We never expected this to happen. Apple just announced Self Service Repair, a program that provides repair instructions, official parts, and diagnostic software to customers who want to fix their iPhone, Mac, or iPad at home. Self Service Repair will open early 2022 with an initial focus on basic iPhone 13 and iPhone 12 repairs.
Update: This post previously stated that Self Service Repair launches in January of 2022. Apple has not clarified which month the service will launch, and its announcement simply states “early next year.” We’ve updated this article to reflect that fact.
At a glance, Self Service Repair looks like a smart and effective program. Customers simply visit the online Self Service Repair portal, look up the problem they’re trying to fix, and find the repair instructions they need. If they feel comfortable performing the repair, they can then buy the appropriate parts and tools from Apple.
Once a repair is complete, customers can ship any broken or unneeded parts back to Apple for recycling (plus a nice little rebate). Customers can even use Apple diagnostic tools to calibrate replacement parts—a necessary step if you want features like True Tone, Battery Health readings, and Face ID to keep working after a parts replacement.
The Dirty Details
Apple deserves a bit of praise here. After years of fighting at-home repairs and Right to Repair legislation, the company will finally share repair manuals, official parts, and diagnostic software with average customers. But we still have a lot of questions about Self Service Repair, so we reached out to iFixit for some insight.
Here’s what iFixit CEO Kyle Wiens told us about Apple’s new repair program:
Making service manuals available to consumers is exactly the right thing for Apple to be doing. No one should be in the dark on how to swap a battery or fix a cracked screen. Access to service information for products is a fundamental human right. We are proud of Apple for making this change.
We won’t know details until we can analyze the legal terms and test the program. For now, the catch is that the IRP software requires that Apple provision a part that they sell. You can’t swap the screens between two iPhones and then calibrate them with their service software. That’s an issue for recyclers, refurbishers, and anyone else accustomed to harvesting parts to perform repairs.
Apple leads the electronics industry. They pioneered glued-in batteries and proprietary screws, and now they are taking the first steps on a path back to long-lasting, repairable products. iFixit believes that a sustainable, repairable world of technology is possible, and hope that Apple follows up on this commitment to improve their repairability.
As Kyle Wiens notes, customers can only use Apple’s diagnostic software with parts they’ve purchased through Self Service Repair. Salvaged or harvested parts still can’t be calibrated to a new phone—and that’s a huge problem!
Independent repair shops use tons of salvaged parts for cheap phone repairs. But if iPhone owners want to avoid losing features like True Tone, they’re forced to visit an “authorized” Apple repair technician or buy official parts for a DIY repair. Both of these options are more expensive than using salvaged parts and effectively cut small businesses out of the iPhone repair business (Apple hasn’t clarified if small businesses can participate in Self Service Repair, by the way).
Apple Still Controls iPhone and Mac Repairs
To be clear, we don’t know what Apple will charge for replacement parts. But iFixit found that “authorized” Apple IRP technicians currently pay $270 to perform an iPhone 12 screen replacement. We doubt that customers will get a better deal; Apple has no incentive to sell cheap parts when there is effectively zero competition in this space.
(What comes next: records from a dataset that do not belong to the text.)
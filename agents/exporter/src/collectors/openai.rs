//! OpenAI organisation costs for the current month.

use async_trait::async_trait;
use chrono::{DateTime, Utc};
use eyre::Result;
use serde::Deserialize;
use tracing::error;

use reqwest_utils::HttpClient;
use warden_base::{CoreMetrics, MetricsCollector, Scrape, StatusGauge};

use super::month_start;

/// OpenAI API root
pub const OPENAI_API_URL: &str = "https://api.openai.com/v1";

#[derive(Debug, Deserialize)]
struct CostsResponse {
    #[serde(default)]
    data: Vec<CostBucket>,
}

#[derive(Debug, Deserialize)]
struct CostBucket {
    #[serde(default)]
    results: Vec<CostResult>,
}

#[derive(Debug, Deserialize)]
struct CostResult {
    amount: Amount,
}

#[derive(Debug, Deserialize)]
struct Amount {
    value: f64,
}

/// Query window for month-to-date costs: unix start and one daily bucket
/// per started day.
fn cost_window(now: DateTime<Utc>) -> (i64, i64) {
    let start = month_start(now);
    let days = now.signed_duration_since(start).num_days() + 1;
    (start.timestamp(), days)
}

/// Exports month-to-date spend of the organisation owning the admin key.
#[derive(Debug)]
pub struct OpenAiCollector {
    client: HttpClient,
    clock: fn() -> DateTime<Utc>,
    cost: StatusGauge<1>,
}

impl OpenAiCollector {
    /// Register `openai_cost`.
    pub fn new(metrics: &CoreMetrics, client: HttpClient) -> Result<Self> {
        Ok(Self {
            client,
            clock: Utc::now,
            cost: metrics.new_status_gauge(
                "openai_cost",
                "Returns OpenAI API costs",
                ["currency"],
            )?,
        })
    }

    #[cfg(test)]
    fn with_clock(mut self, clock: fn() -> DateTime<Utc>) -> Self {
        self.clock = clock;
        self
    }

    async fn month_to_date(&self, scrape: &Scrape) -> Result<f64> {
        let (start_time, limit) = cost_window((self.clock)());
        let query = [("start_time", start_time), ("limit", limit)];
        let response: CostsResponse = scrape
            .call(self.client.get_json_with_query("organization/costs", &query))
            .await?;
        Ok(response
            .data
            .iter()
            .flat_map(|bucket| &bucket.results)
            .map(|result| result.amount.value)
            .sum())
    }
}

#[async_trait]
impl MetricsCollector for OpenAiCollector {
    fn name(&self) -> &'static str {
        "openai"
    }

    async fn collect(&self, scrape: &Scrape) {
        let cost = self.month_to_date(scrape).await;
        if let Err(err) = &cost {
            error!(collector = self.name(), ?err, "failed to fetch monthly costs");
        }
        self.cost.record(["USD"], &cost);
    }
}

#[cfg(test)]
mod tests {
    use std::time::Duration;

    use chrono::TimeZone;
    use httpmock::prelude::*;
    use reqwest_utils::Auth;
    use serde_json::json;

    use super::*;
    use crate::test_utils::{single, test_metrics, test_scrape};

    fn march_17th() -> DateTime<Utc> {
        Utc.with_ymd_and_hms(2025, 3, 17, 14, 5, 9).unwrap()
    }

    fn collector(metrics: &CoreMetrics, server: &MockServer) -> OpenAiCollector {
        let client = HttpClient::new(
            &server.url("/v1"),
            Auth::Bearer("sk-admin".into()),
            Duration::from_secs(5),
        )
        .unwrap();
        OpenAiCollector::new(metrics, client)
            .unwrap()
            .with_clock(march_17th)
    }

    #[test]
    fn window_covers_every_started_day() {
        assert_eq!(cost_window(march_17th()), (1_740_787_200, 17));
        let first = Utc.with_ymd_and_hms(2025, 3, 1, 0, 0, 0).unwrap();
        assert_eq!(cost_window(first), (1_740_787_200, 1));
    }

    #[tokio::test]
    async fn sums_every_bucket() {
        let server = MockServer::start_async().await;
        let mock = server
            .mock_async(|when, then| {
                when.method(GET)
                    .path("/v1/organization/costs")
                    .query_param("start_time", "1740787200")
                    .query_param("limit", "17")
                    .header("authorization", "Bearer sk-admin");
                then.status(200).json_body(json!({
                    "object": "page",
                    "data": [
                        { "results": [
                            { "amount": { "value": 1.25, "currency": "usd" } },
                            { "amount": { "value": 0.5, "currency": "usd" } }
                        ] },
                        { "results": [] },
                        { "results": [{ "amount": { "value": 2.0, "currency": "usd" } }] }
                    ]
                }));
            })
            .await;

        let metrics = test_metrics();
        collector(&metrics, &server).collect(&test_scrape()).await;
        mock.assert_async().await;

        let cost = single(&metrics, "openai_cost");
        assert_eq!(cost.value, 3.75);
        assert_eq!(cost.label("currency"), "USD");
        assert_eq!(cost.status(), "success");
    }

    #[tokio::test]
    async fn server_error_is_an_error_sample() {
        let server = MockServer::start_async().await;
        server
            .mock_async(|when, then| {
                when.method(GET);
                then.status(500);
            })
            .await;

        let metrics = test_metrics();
        collector(&metrics, &server).collect(&test_scrape()).await;

        let cost = single(&metrics, "openai_cost");
        assert_eq!(cost.status(), "error");
        assert_eq!(cost.value, 0.0);
    }
}
pub use base_server::*;

mod base_server;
And that’s another concerning part of this Self Service Repair program. If Apple normalizes “serialized” parts, which phones and laptops can identify as “official,” then it could make third-party parts totally incompatible with its products. Doing so would leave Apple in full control of when and how its products are repaired. It would also give Apple the ability to kill off old products by discontinuing replacement parts, which sucks!
Again, we’re happy to see Apple embrace DIY repairs a bit. It’s a strange and exciting step for the company. But we’re concerned that Apple will weaponize its Self Service Repair program against customers and independent repair shops, and we encourage the company to support Right to Repair legislation.